A sample size of one when determining anything is useless.

One time I saw a person get into a horrific auto accident where the car flipped 4 times after hitting a tree- and the woman walked away. She had a blood alcohol level of .10 and wasn't wearing a seatbelt. Another time I saw a man drive with a .15 and make it 7 miles to his driveway without crashing. I don't go advocate driving drunk based off these accounts, which would be the equivalent of your logic of "these two times people were close to an infected person and were ok, so nobody should worry".

 

morningfog

(18,115 posts)
16. These samples, however, are entirely consistent
Fri Oct 17, 2014, 06:36 AM
Oct 2014

with everything we know of this virus. These aren't anomalies, they are confirmation of past findings.

The viral load increases as the infection progresses. Others are at the greatest risk just before and just after death.
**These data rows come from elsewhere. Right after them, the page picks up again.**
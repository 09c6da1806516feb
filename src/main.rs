//! CLI entry point for framepace.

use clap::Parser;
use framepace::{
    SessionRecording,
    config::{AppConfig, CliArgs, Command},
    labels::humanize_label,
    session::export::import_recording,
};
use tracing_subscriber::{EnvFilter, layer::SubscriberExt, util::SubscriberInitExt};

#[tokio::main]
async fn main() -> Result<(), Box<dyn std::error::Error>> {
    tracing_subscriber::registry()
        .with(EnvFilter::try_from_default_env().unwrap_or_else(|_| EnvFilter::new("info")))
        .with(tracing_subscriber::fmt::layer())
        .init();

    let cli = CliArgs::parse();
    let config = AppConfig::load(cli.clone()).await?;

    match &cli.command {
        Command::Simulate { .. } => match framepace::run(config).await {
            Ok(Some(recording)) => tracing::info!(%recording, "session recorded"),
            Ok(None) => tracing::warn!("session produced no samples"),
            Err(error) => {
                tracing::error!(error = %error, "session failed");
                return Err(error.into());
            }
        },
        Command::Inspect { path } => match import_recording(path).await {
            Ok(recording) => print_summary(&recording)?,
            Err(error) => {
                tracing::error!(error = %error, path = %path.display(), "import failed");
                return Err(error.into());
            }
        },
    }

    Ok(())
}

fn print_summary(recording: &SessionRecording) -> Result<(), Box<dyn std::error::Error>> {
    println!("Elapsed Time: {}", recording.elapsed_time);
    println!("Refresh Rate: {} Hz", recording.refresh_rate_hz);
    println!("Samples: {}", recording.samples.len());
    for sample in &recording.samples {
        println!(
            "  t={:>4}s  fps={:>3}  latency={:>7.2}ms  decoded={:>6.1}  dropped={}",
            sample.time, sample.fps, sample.latency_ms, sample.decoded_fps, sample.dropped_frame_count
        );
    }

    match &recording.decode_stats {
        Some(stats) => {
            let value = serde_json::to_value(stats)?;
            if let Some(fields) = value.as_object() {
                println!("Decode Statistics:");
                for (key, field) in fields {
                    println!("  {:<24} {}", humanize_label(key), field);
                }
            }
        }
        None => println!("Decode Statistics: unsupported on the recording platform"),
    }
    Ok(())
}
They are not very infectious with just a fever. In fact, I have looked for, and challenged several on here to find, any case where an infection occurred by indirect or direct contact with an Ebola infected person with only a fever. No one has been able to find one.

There have been some 9000 infections with the current outbreak, when the point of infection is known, it is usually health care workers treating several ill, or family treating severely ill or during burial practices or in handling or cleaning the bodily fluid waste of someone severely I'll.